It’s a long way to Tipperary
It’s a long way to Tipperary
It’s a long way to Tipperary
Mariano Bizzarri
In an article recently published by an Italian newspaper (Il Corriere della Sera), it was hypothesized that the "rate of curability of cancer, in the next 10-15 years will be astonishingly increased". That exploit should mainly be ascribed (no doubt on that!) to the new generation of molecular drugs designed to block one or more genes involved in cancer “causation”.
Unfortunately, this ‘candid’ optimism cannot be shared.

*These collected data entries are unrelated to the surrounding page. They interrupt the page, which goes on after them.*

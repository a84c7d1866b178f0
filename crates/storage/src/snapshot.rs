// SPDX-License-Identifier: BUSL-1.1
// Copyright (c) 2026 Alfred Jean LLC

//! State snapshots: zstd-compressed JSON with an explicit version.
//!
//! A snapshot plus the WAL tail past `wal_seq` reconstructs the full
//! materialized state. Saves are atomic (tmp file + rename) so a crash
//! mid-save leaves the previous snapshot intact.

use crate::state::MaterializedState;
use chrono::Utc;
use serde::{Deserialize, Serialize};
use std::fs::File;
use std::io::{BufReader, BufWriter, Write};
use std::path::Path;
use thiserror::Error;

pub const CURRENT_SNAPSHOT_VERSION: u32 = 1;

#[derive(Debug, Error)]
pub enum SnapshotError {
    #[error("snapshot io error: {0}")]
    Io(#[from] std::io::Error),
    #[error("snapshot serialization error: {0}")]
    Serde(#[from] serde_json::Error),
    #[error("unsupported snapshot version {0} (current {CURRENT_SNAPSHOT_VERSION})")]
    Version(u32),
}

#[derive(Debug, Clone, Serialize, Deserialize)]
pub struct Snapshot {
    pub version: u32,
    /// Highest WAL sequence folded into `state`.
    pub wal_seq: u64,
    pub taken_at: String,
    pub state: MaterializedState,
}

impl Snapshot {
    pub fn new(state: MaterializedState, wal_seq: u64) -> Self {
        Self {
            version: CURRENT_SNAPSHOT_VERSION,
            wal_seq,
            taken_at: Utc::now().format("%Y-%m-%dT%H:%M:%SZ").to_string(),
            state,
        }
    }

    /// Write atomically to `path`.
    pub fn save(&self, path: &Path) -> Result<(), SnapshotError> {
        if let Some(parent) = path.parent() {
            std::fs::create_dir_all(parent)?;
        }
        let tmp = path.with_extension("tmp");
        {
            let file = File::create(&tmp)?;
            let mut encoder = zstd::Encoder::new(BufWriter::new(file), 0)?.auto_finish();
            serde_json::to_writer(&mut encoder, self)?;
            encoder.flush()?;
        }
        std::fs::rename(&tmp, path)?;
        Ok(())
    }

    /// Load and version-check a snapshot.
    pub fn load(path: &Path) -> Result<Self, SnapshotError> {
        let file = File::open(path)?;
        let decoder = zstd::Decoder::new(BufReader::new(file))?;
        let snapshot: Snapshot = serde_json::from_reader(decoder)?;
        if snapshot.version != CURRENT_SNAPSHOT_VERSION {
            return Err(SnapshotError::Version(snapshot.version));
        }
        Ok(snapshot)
    }
}
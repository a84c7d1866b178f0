// SPDX-License-Identifier: BUSL-1.1
// Copyright (c) 2026 Alfred Jean LLC

//! The job-runner capability trait and its structured outcomes.
//!
//! An `Err` from a batch operation is a transport-level failure of the
//! whole invocation (the batch is retained for the platform's retry
//! policy); per-job results ride inside `Ok`. Connection-refused on poll
//! must never be treated as job failure.

use async_trait::async_trait;
use gyre_core::effect::{JobRef, JobSpec};
use gyre_core::task::ExitClass;
use gyre_core::TaskId;
use serde::{Deserialize, Serialize};
use thiserror::Error;

#[derive(Debug, Error)]
pub enum RunnerError {
    #[error("Connection refused")]
    ConnectionRefused,
    #[error("Authentication refused")]
    AuthRefused,
    #[error("runner invocation failed with exit code {0}")]
    Transport(i32),
    #[error("runner io error: {0}")]
    Io(#[from] std::io::Error),
}

/// Per-job result of a submit batch.
#[derive(Debug, Clone, PartialEq, Eq, Serialize, Deserialize)]
pub struct SubmitOutcome {
    pub id: TaskId,
    pub submit_num: u32,
    /// jobs-submit exit code for this job: 0 with a runner job id on
    /// success, nonzero on submission failure.
    pub ret_code: i32,
    #[serde(default, skip_serializing_if = "Option::is_none")]
    pub runner_job_id: Option<String>,
}

/// What a poll learned about one job, read from its status file.
#[derive(Debug, Clone, Default, PartialEq, Eq, Serialize, Deserialize)]
pub struct JobSnapshot {
    #[serde(default, skip_serializing_if = "Option::is_none")]
    pub pid: Option<String>,
    #[serde(default, skip_serializing_if = "Option::is_none")]
    pub runner_job_id: Option<String>,
    /// `CYLC_JOB_INIT_TIME`, present once the job has started.
    #[serde(default, skip_serializing_if = "Option::is_none")]
    pub init_time: Option<String>,
    /// Exit classification and `CYLC_JOB_EXIT_TIME`, present once done.
    #[serde(default, skip_serializing_if = "Option::is_none")]
    pub exit: Option<(ExitClass, String)>,
}

impl JobSnapshot {
    pub fn started(&self) -> bool {
        self.init_time.is_some()
    }
}

/// Per-job result of a poll batch.
#[derive(Debug, Clone, PartialEq, Eq, Serialize, Deserialize)]
pub struct PollOutcome {
    pub id: TaskId,
    pub submit_num: u32,
    pub snapshot: JobSnapshot,
}

/// Per-job result of a kill batch.
#[derive(Debug, Clone, PartialEq, Eq, Serialize, Deserialize)]
pub struct KillOutcome {
    pub id: TaskId,
    pub submit_num: u32,
    pub ret_code: i32,
}

/// Abstract execution platform: batch submit/poll/kill.
#[async_trait]
pub trait JobRunner: Send + Sync {
    async fn submit(
        &self,
        platform: &str,
        jobs: &[JobSpec],
    ) -> Result<Vec<SubmitOutcome>, RunnerError>;

    async fn poll(
        &self,
        platform: &str,
        jobs: &[JobRef],
    ) -> Result<Vec<PollOutcome>, RunnerError>;

    async fn kill(
        &self,
        platform: &str,
        jobs: &[JobRef],
    ) -> Result<Vec<KillOutcome>, RunnerError>;
}
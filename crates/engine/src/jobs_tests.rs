// SPDX-License-Identifier: BUSL-1.1
// Copyright (c) 2026 Alfred Jean LLC

use super::*;
use crate::broadcast::BroadcastStore;
use gyre_core::event::BroadcastLifespan;
use gyre_core::task::TaskProxy;
use gyre_core::test_support::task_id;
use gyre_def::parse_str;
use serde_json::json;

fn def() -> WorkflowDef {
    parse_str(
        r#"
        [workflow]
        name = "jobs"
        cycling = "integer"
        initial_cycle_point = "1"

        [runtime.foo]
        script = "echo run"
        environment = { NAME = "base" }
        execution_time_limit = "PT5S"
        execution_time_limit_polling_intervals = "PT7S"
        submission_polling_intervals = "2*PT1S,PT6S"
        execution_polling_intervals = "PT2S"

        [tasks.foo]
        sequences = [{ start = "^", stride = "P1" }]
    "#,
    )
    .unwrap()
}

fn manager() -> JobManager {
    JobManager::new("log/job", 100)
}

#[test]
fn prepare_job_appends_record_and_renders_script() {
    let def = def();
    let mut mgr = manager();
    let mut proxy = TaskProxy::builder().id(task_id("foo", 1)).build();

    let spec = mgr
        .prepare_job(&def, &BroadcastStore::new(), &mut proxy)
        .unwrap();
    assert_eq!(spec.submit_num, 1);
    assert_eq!(spec.platform, "localhost");
    assert_eq!(spec.job_dir, PathBuf::from("log/job/1/foo/01"));
    assert!(spec.script.contains("echo run"));
    assert!(spec.script.contains("export NAME=\"base\""));
    assert_eq!(proxy.submit_num(), 1);

    // A second preparation bumps the submit number.
    let spec = mgr
        .prepare_job(&def, &BroadcastStore::new(), &mut proxy)
        .unwrap();
    assert_eq!(spec.submit_num, 2);
    assert!(spec.job_dir.ends_with("02"));
}

#[test]
fn broadcast_overlay_lands_in_job_environment() {
    let def = def();
    let mut mgr = manager();
    let mut broadcasts = BroadcastStore::new();
    broadcasts.set(
        "1".into(),
        "foo".into(),
        json!({"environment": {"NAME": "bob"}}),
        BroadcastLifespan::Permanent,
    );
    let mut proxy = TaskProxy::builder().id(task_id("foo", 1)).build();
    let spec = mgr.prepare_job(&def, &broadcasts, &mut proxy).unwrap();
    assert!(spec.script.contains("export NAME=\"bob\""));
}

#[test]
fn batches_group_by_platform_and_split() {
    let mgr = JobManager::new("log/job", 2);
    let jobs: Vec<(String, u32)> = vec![
        ("hpc".into(), 1),
        ("localhost".into(), 2),
        ("hpc".into(), 3),
        ("hpc".into(), 4),
        ("hpc".into(), 5),
    ];
    let batches = mgr.batches("jobs-submit", jobs, |(p, _)| p.as_str());
    let shape: Vec<(String, usize)> =
        batches.iter().map(|(p, b)| (p.clone(), b.len())).collect();
    assert_eq!(
        shape,
        vec![
            ("hpc".to_string(), 2),
            ("hpc".to_string(), 2),
            ("localhost".to_string(), 1),
        ]
    );
}

#[test]
fn poll_delays_follow_run_length_schedule() {
    let def = def();
    let runtime = &def.task("foo").unwrap().runtime;
    let mut mgr = manager();
    let id = task_id("foo", 1);

    // 2*PT1S,PT6S then the last repeats.
    let delays: Vec<u64> = (0..4)
        .filter_map(|_| mgr.next_poll_delay(runtime, &id, PollPhase::Submission))
        .map(|d| d.as_secs())
        .collect();
    assert_eq!(delays, vec![1, 1, 6, 6]);

    // Phase change resets counting.
    mgr.reset_poll_count(&id);
    assert_eq!(
        mgr.next_poll_delay(runtime, &id, PollPhase::Execution),
        Some(Duration::from_secs(2))
    );
}

#[test]
fn no_polling_without_configured_intervals() {
    let mut mgr = manager();
    let runtime = TaskRuntime::default();
    assert_eq!(
        mgr.next_poll_delay(&runtime, &task_id("foo", 1), PollPhase::Execution),
        None
    );
}

#[test]
fn time_limit_delay_adds_one_poll_interval() {
    let def = def();
    let runtime = &def.task("foo").unwrap().runtime;
    // PT5S limit + PT7S interval = 12s.
    assert_eq!(
        JobManager::time_limit_delay(runtime),
        Some(Duration::from_secs(12))
    );

    let bare = TaskRuntime::default();
    assert_eq!(JobManager::time_limit_delay(&bare), None);
}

Firstly, because we are waiting for a “magic bullet” since the eighties, but this is rather late in coming. Secondly, because the (incontestable) progress actually achieved (especially for leukemias, breast , prostate and testicular tumours), is mostly attributable to synergy expressed by surgery, chemotherapy, radiotherapy and hormone therapy. The graph, underneath reported in figure, evidences that in oncology (from 1950 and 2008) no significant reduction has been achieved in mortality rate, meanwhile a complete different picture is observed for other diseases. It 's highly unlikely that a drug designed to block a single gene can actually "cure" a tumor: gene alterations found in tumors are indeed variable, displaying a random behaviour; they vary from individual to individual, and also within each tumour. As a matter of fact , no common genetic mechanism has so far been revealed. Tumors are diseases beginning at the tissue level (cancer does not arise from a single cell), and they recognize a complex array of causal factors, and only partially known, till now. In the last decade has come proposing a new interpretative paradigm, proposed by Profs. C. Sonnenschein and A. Soto (Tuft Boston University). According to which them an alteration in tissue architecture should be considered the initial and prominent cause of malignant disease. The new theory (TOFT) is based on compelling evidence and it was the subject of a recent comparison with the "classical" theory (SMT), which recognizes instead a causal role for mutations. Indeed, mutations “are not so important”: that statement explains the failure of drugs designed to cure by hitting a single gene-target. In point of fact, by concentrating all efforts on drugs "target-based", is leading to failure of many pharmaceutical companies (we should reflect about what happens in Nerviano, former Pzifer, Milan). Hopefully, this even does not lead to failure oncology.

Mortality rates (years 1950-2008) for infectious, herat, cerebrovascular diseases (From American Cancer Society (ACS) 2010 Cancer Facts & Figures; Atlanta, USA, 2008).